The sets of options available to the user while in the interactive

How to Make an Election Interactive

So I created an interactive for Wionews.com (embedded below) on the assembly elections taking place in five states. This write-up goes into how I did the interactive and the motivations behind it.


The Interactive is embedded below. Click on Start to begin.


The interactive looks at three things:

  • where each party won in the last assembly election in 2012 in each of the five states, visualised with a map.
  • where each party won in the last Lok Sabha (LS) election in 2014, if the LS seats were broken up into assembly seats. This was also done with a map.
  • the share of seats won by each major party in previous assembly elections, done with a line chart.
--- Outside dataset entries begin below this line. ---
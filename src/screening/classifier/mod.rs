pub mod calibration;
pub mod decision;
pub mod indicators;

use crate::screening::types::{
    ClassificationResult, FeatureBundle, ModelKind, Percentages, Probabilities,
};

use calibration::{APNEA, INSOMNIA, NORMAL};
use decision::DecisionInput;
use indicators::{IndicatorSet, ModelProfile, ScaledScores};

/// 特征向量 + 模型 → 分类结果。纯函数，从不失败；
/// 分数无法归一化时返回置信度为 0 的 `Inconclusive`。
pub fn classify(features: &FeatureBundle, model: ModelKind) -> ClassificationResult {
    let features = features.sanitized();
    let profile = ModelProfile::for_model(model);
    let scaled = ScaledScores::from_bundle(&features);

    let insomnia_set = IndicatorSet::insomnia(&scaled);
    let apnea_set = IndicatorSet::apnea(&scaled);
    let normal_set = IndicatorSet::normal(&scaled);

    let scores = [
        insomnia_set.score(&profile),
        apnea_set.score(&profile),
        normal_set.score(&profile),
    ];

    let Some(calibrated) = calibration::calibrate(scores, profile.accuracy_multiplier, &scaled)
    else {
        tracing::warn!(%model, "Degenerate indicator scores, returning inconclusive");
        return ClassificationResult::degenerate(model);
    };

    let pct = calibrated.percents;
    let input = DecisionInput {
        insomnia: i32::from(pct[INSOMNIA]),
        apnea: i32::from(pct[APNEA]),
        normal: i32::from(pct[NORMAL]),
        scaled: &scaled,
        insomnia_set: &insomnia_set,
        apnea_set: &apnea_set,
        normal_set: &normal_set,
    };
    let (rule, verdict) = decision::decide(&input);

    tracing::debug!(
        %model,
        label = %verdict.label,
        ?rule,
        branch = ?calibrated.branch,
        gap = calibrated.gap,
        insomnia = pct[INSOMNIA],
        apnea = pct[APNEA],
        normal = pct[NORMAL],
        "Facial features classified"
    );

    let percentages = Percentages {
        insomnia: pct[INSOMNIA],
        apnea: pct[APNEA],
        normal: pct[NORMAL],
    };

    ClassificationResult {
        label: verdict.label,
        model,
        confidence_percent: verdict.confidence.clamp(0, 100) as u8,
        reason: verdict.reason,
        contributing_features: verdict.features,
        probabilities: Probabilities::from(percentages),
        percentages,
        rule,
    }
}

#[cfg(test)]
mod tests {
    use super::*;
    use crate::screening::synthesis::synthesize_features;
    use calibration::{close_branch_factor, Calibrated, SuppressionBranch};
    use crate::screening::types::{DecisionRule, DisorderLabel, Seed};

    fn bundle(eye: f64, blink: f64, jaw: f64, tension: f64, symmetry: f64, fold: f64) -> FeatureBundle {
        FeatureBundle {
            eye_openness: eye,
            blink_rate: blink,
            jaw_relaxation: jaw,
            facial_tension: tension,
            facial_symmetry: symmetry,
            nasolabial_fold_depth: fold,
            ..FeatureBundle::default()
        }
    }

    fn pct(r: &ClassificationResult) -> [u8; 3] {
        [
            r.percentages.insomnia,
            r.percentages.apnea,
            r.percentages.normal,
        ]
    }

    fn calibrate_bundle(fb: &FeatureBundle, model: ModelKind) -> Calibrated {
        let profile = ModelProfile::for_model(model);
        let scaled = ScaledScores::from_bundle(&fb.sanitized());
        let scores = [
            IndicatorSet::insomnia(&scaled).score(&profile),
            IndicatorSet::apnea(&scaled).score(&profile),
            IndicatorSet::normal(&scaled).score(&profile),
        ];
        calibration::calibrate(scores, profile.accuracy_multiplier, &scaled)
            .expect("non-degenerate scores")
    }

    #[test]
    fn strong_apnea_profile_is_sleep_apnea() {
        let fb = bundle(0.1, 0.2, 0.8, 0.3, 0.5, 0.7);
        for (model, expected) in [
            (ModelKind::Standard, [22, 48, 30]),
            (ModelKind::Enhanced, [22, 49, 29]),
            (ModelKind::Ml, [22, 48, 30]),
        ] {
            let r = classify(&fb, model);
            assert_eq!(r.label, DisorderLabel::SleepApnea, "model {model}");
            assert_eq!(r.confidence_percent, 65);
            assert_eq!(pct(&r), expected, "model {model}");
        }
    }

    #[test]
    fn relaxed_symmetric_profile_is_normal_sleep() {
        let fb = bundle(0.9, 0.1, 0.85, 0.1, 0.9, 0.1);
        for (model, conf, expected) in [
            (ModelKind::Standard, 44, [24, 32, 44]),
            (ModelKind::Ml, 45, [21, 34, 45]),
        ] {
            let r = classify(&fb, model);
            assert_eq!(r.label, DisorderLabel::NormalSleep, "model {model}");
            assert_eq!(r.rule, DecisionRule::NormalMargin);
            assert_eq!(r.confidence_percent, conf);
            assert_eq!(pct(&r), expected, "model {model}");
        }
    }

    #[test]
    fn enhanced_relaxed_profile_tips_into_apnea_at_exact_margin() {
        // 48 - 33 == 15，边界值计入呼吸暂停
        let r = classify(&bundle(0.9, 0.1, 0.85, 0.1, 0.9, 0.1), ModelKind::Enhanced);
        assert_eq!(pct(&r), [19, 48, 33]);
        assert_eq!(r.label, DisorderLabel::SleepApnea);
        assert_eq!(r.rule, DecisionRule::ApneaMargin);
        assert_eq!(r.confidence_percent, 65);
    }

    #[test]
    fn neutral_bundle_takes_close_branch() {
        // 校准后 [76.5, 88, 55]，差距 11.5
        let fb = bundle(0.5, 0.5, 0.5, 0.5, 0.5, 0.5);
        let c = calibrate_bundle(&fb, ModelKind::Standard);
        assert_eq!(c.branch, SuppressionBranch::Close);
        assert!((c.gap - 11.5).abs() < 1e-9, "gap {}", c.gap);
        assert!((close_branch_factor(c.gap) - 0.785).abs() < 1e-9);
        assert_eq!(c.percents, [31, 46, 23]);

        let r = classify(&fb, ModelKind::Standard);
        assert_eq!(r.label, DisorderLabel::SleepApnea);
        assert_eq!(r.rule, DecisionRule::ApneaMargin);
    }

    #[test]
    fn clamped_leaders_take_close_branch_with_runner_up_cap() {
        // 上限截断后 [90, 92, 52]，差距 2；失眠缩放后仍被 65 封顶
        let fb = bundle(0.3, 0.3, 0.3, 0.3, 0.5, 0.3);
        let c = calibrate_bundle(&fb, ModelKind::Standard);
        assert_eq!(c.branch, SuppressionBranch::Close);
        assert!((c.gap - 2.0).abs() < 1e-9, "gap {}", c.gap);
        assert!((close_branch_factor(c.gap) - 0.88).abs() < 1e-9);
        assert_eq!(c.percents, [32, 45, 23]);

        let r = classify(&fb, ModelKind::Standard);
        assert_eq!(r.label, DisorderLabel::SleepApnea);
        assert_eq!(r.rule, DecisionRule::DisorderFallback);
        assert_eq!(r.confidence_percent, 45);
    }

    #[test]
    fn fallback_seed_regression_fixture() {
        let fb = synthesize_features(Seed::FALLBACK);
        let r = classify(&fb, ModelKind::Standard);
        assert_eq!(r.label, DisorderLabel::SleepApnea);
        assert_eq!(r.confidence_percent, 65);
        assert_eq!(pct(&r), [32, 51, 17]);

        assert_eq!(pct(&classify(&fb, ModelKind::Enhanced)), [31, 51, 18]);
        assert_eq!(pct(&classify(&fb, ModelKind::Ml)), [32, 51, 17]);
    }

    #[test]
    fn classification_is_idempotent() {
        let fb = synthesize_features(Seed(2_024));
        for model in [ModelKind::Standard, ModelKind::Enhanced, ModelKind::Ml] {
            assert_eq!(classify(&fb, model), classify(&fb, model));
        }
    }

    #[test]
    fn all_zero_bundle_still_produces_distribution() {
        let r = classify(&bundle(0.0, 0.0, 0.0, 0.0, 0.0, 0.0), ModelKind::Enhanced);
        assert_eq!(r.percentages.total(), 100);
        assert!((r.probabilities.total() - 1.0).abs() < 1e-9);
    }

    #[test]
    fn non_finite_inputs_are_sanitized() {
        let fb = bundle(f64::NAN, f64::INFINITY, 0.8, -3.0, 0.5, 0.7);
        let r = classify(&fb, ModelKind::Standard);
        assert_eq!(r.percentages.total(), 100);
        assert!(r.confidence_percent <= 100);
    }

    #[test]
    fn degenerate_result_is_inconclusive_with_zero_confidence() {
        let r = ClassificationResult::degenerate(ModelKind::Ml);
        assert_eq!(r.label, DisorderLabel::Inconclusive);
        assert_eq!(r.confidence_percent, 0);
        assert_eq!(r.rule, DecisionRule::Degenerate);
        assert_eq!(r.percentages.total(), 100);
        assert!((r.probabilities.total() - 1.0).abs() < 1e-9);
    }

    #[test]
    fn probabilities_are_fractions_of_percentages() {
        let r = classify(&bundle(0.1, 0.2, 0.8, 0.3, 0.5, 0.7), ModelKind::Standard);
        assert!((r.probabilities.insomnia - 0.22).abs() < 1e-9);
        assert!((r.probabilities.apnea - 0.48).abs() < 1e-9);
        assert!((r.probabilities.normal - 0.30).abs() < 1e-9);
    }
}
I got all my data from the Election commission website and the Datameet repositories, specifically the repositories with the assembly constituency shapefiles and historical assembly election results.
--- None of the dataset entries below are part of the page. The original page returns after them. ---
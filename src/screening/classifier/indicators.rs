use crate::screening::types::{clamp_unit, FeatureBundle, ModelKind};

/// 指标引用的六个顶层特征
#[derive(Debug, Clone, Copy, PartialEq, Eq)]
pub enum FeatureSource {
    Eye,
    Blink,
    Jaw,
    Tension,
    Symmetry,
    Fold,
}

#[derive(Debug, Clone, Copy)]
pub struct ModelProfile {
    pub accuracy_multiplier: f64,
    eye: f64,
    blink: f64,
    jaw: f64,
    tension: f64,
    symmetry: f64,
    fold: f64,
}

impl ModelProfile {
    pub fn for_model(model: ModelKind) -> Self {
        match model {
            ModelKind::Standard => Self {
                accuracy_multiplier: 1.7,
                eye: 1.5,
                blink: 1.4,
                jaw: 1.5,
                tension: 1.6,
                symmetry: 1.5,
                fold: 1.4,
            },
            ModelKind::Enhanced => Self {
                accuracy_multiplier: 2.8,
                eye: 2.5,
                blink: 2.2,
                jaw: 2.7,
                tension: 2.3,
                symmetry: 2.4,
                fold: 2.6,
            },
            ModelKind::Ml => Self {
                accuracy_multiplier: 2.5,
                eye: 2.4,
                blink: 2.0,
                jaw: 2.1,
                tension: 2.2,
                symmetry: 2.3,
                fold: 2.2,
            },
        }
    }

    pub fn weight(&self, source: FeatureSource) -> f64 {
        match source {
            FeatureSource::Eye => self.eye,
            FeatureSource::Blink => self.blink,
            FeatureSource::Jaw => self.jaw,
            FeatureSource::Tension => self.tension,
            FeatureSource::Symmetry => self.symmetry,
            FeatureSource::Fold => self.fold,
        }
    }
}

/// 基础增益后的六个特征分数，均在 [0,1]
#[derive(Debug, Clone, Copy, PartialEq)]
pub struct ScaledScores {
    pub eye: f64,
    pub blink: f64,
    pub jaw: f64,
    pub tension: f64,
    pub symmetry: f64,
    pub fold: f64,
}

impl ScaledScores {
    pub fn from_bundle(fb: &FeatureBundle) -> Self {
        Self {
            eye: clamp_unit(fb.eye_openness * 1.8),
            blink: clamp_unit(fb.blink_rate * 1.4),
            jaw: clamp_unit(fb.jaw_relaxation * 1.9),
            tension: clamp_unit(fb.facial_tension * 1.65),
            symmetry: clamp_unit(fb.facial_symmetry * 1.4),
            fold: clamp_unit(fb.nasolabial_fold_depth * 1.7),
        }
    }
}

#[derive(Debug, Clone, Copy)]
pub struct Indicator {
    pub source: FeatureSource,
    pub value: f64,
    pub weight: f64,
    pub description: &'static str,
    pub threshold: f64,
}

impl Indicator {
    fn new(
        source: FeatureSource,
        value: f64,
        weight: f64,
        description: &'static str,
        threshold: f64,
    ) -> Self {
        Self {
            source,
            value,
            weight,
            description,
            threshold,
        }
    }

    pub fn is_significant(&self) -> bool {
        self.value >= self.threshold
    }

    pub fn passes_relaxed(&self) -> bool {
        self.value >= self.threshold * 0.8
    }
}

#[derive(Debug, Clone)]
pub struct IndicatorSet {
    pub entries: Vec<Indicator>,
    min_significant: usize,
    boost_per_feature: f64,
}

#[derive(Debug, Clone, Copy, PartialEq)]
pub struct SetScore {
    pub raw: f64,
    pub significant: usize,
}

impl IndicatorSet {
    pub fn insomnia(s: &ScaledScores) -> Self {
        use FeatureSource::*;
        Self {
            entries: vec![
                Indicator::new(Blink, s.blink, 0.45, "Frequent blinking", 0.35),
                Indicator::new(Eye, 1.0 - s.eye, 0.40, "Partially open eyes", 0.30),
                Indicator::new(Tension, s.tension, 0.35, "Increased facial muscle tension", 0.35),
                Indicator::new(Symmetry, 1.0 - s.symmetry, 0.20, "Slight facial asymmetry", 0.25),
                Indicator::new(Jaw, 1.0 - s.jaw, 0.30, "Jaw tension", 0.30),
            ],
            min_significant: 3,
            boost_per_feature: 0.25,
        }
    }

    pub fn apnea(s: &ScaledScores) -> Self {
        use FeatureSource::*;
        Self {
            entries: vec![
                Indicator::new(Eye, 1.0 - s.eye, 0.45, "Drooping eyelids", 0.45),
                Indicator::new(Jaw, s.jaw, 0.50, "Relaxed lower jaw", 0.55),
                Indicator::new(Fold, s.fold, 0.45, "Deepened nasolabial folds", 0.50),
                Indicator::new(Symmetry, 1.0 - s.symmetry, 0.35, "Facial asymmetry", 0.40),
                Indicator::new(Blink, 1.0 - s.blink, 0.30, "Irregular blinking", 0.35),
            ],
            min_significant: 3,
            boost_per_feature: 0.25,
        }
    }

    pub fn normal(s: &ScaledScores) -> Self {
        use FeatureSource::*;
        Self {
            entries: vec![
                Indicator::new(Tension, 1.0 - s.tension, 0.35, "Relaxed facial muscles", 0.60),
                Indicator::new(Eye, 1.0 - s.eye, 0.35, "Closed eyes", 0.65),
                Indicator::new(Symmetry, s.symmetry, 0.30, "Symmetrical expressions", 0.60),
                Indicator::new(Jaw, s.jaw, 0.35, "Relaxed jaw", 0.60),
                Indicator::new(Blink, 1.0 - s.blink, 0.30, "Regular blinking", 0.55),
                Indicator::new(Fold, 1.0 - s.fold, 0.40, "Absence of eye bags", 0.55),
            ],
            min_significant: 4,
            boost_per_feature: 0.10,
        }
    }

    pub fn score(&self, profile: &ModelProfile) -> SetScore {
        let mut raw = self.entries.iter().fold(0.0, |acc, e| {
            acc + e.value * profile.weight(e.source) * e.weight
        });
        let significant = self.entries.iter().filter(|e| e.is_significant()).count();
        if significant >= self.min_significant {
            raw *= 1.0 + significant as f64 * self.boost_per_feature;
        }
        SetScore { raw, significant }
    }

    pub fn significant_descriptions(&self) -> Vec<String> {
        self.entries
            .iter()
            .filter(|e| e.is_significant())
            .map(|e| e.description.to_string())
            .collect()
    }

    pub fn relaxed_descriptions(&self) -> Vec<String> {
        self.entries
            .iter()
            .filter(|e| e.passes_relaxed())
            .map(|e| e.description.to_string())
            .collect()
    }
}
Now these files have a lot of information in them, but since I was making this interactive specifically for mobile screens and there wouldn’t be much space to play with, I made a decision to focus just on which party won where.

As mundane as that may seem, there’s still some interesting things you get to see. For example, from the break-up of the 2014 Lok Sabha results, you find out where the Aam Aadmi Party has gained influence in Punjab since the last assembly elections in 2012, when they weren’t around.

The interactive page on the AAP in Punjab, 2014
The interactive page on the AAP in Punjab, 2014

ANALYSING THE DATA

While I got the 2012 election results directly from the election commission’s files, the breakdown of the 2014 Lok Sabha results by assembly seat needed a little more work with some data analysis in python (see code below) and manual cross-checking with other election commission files.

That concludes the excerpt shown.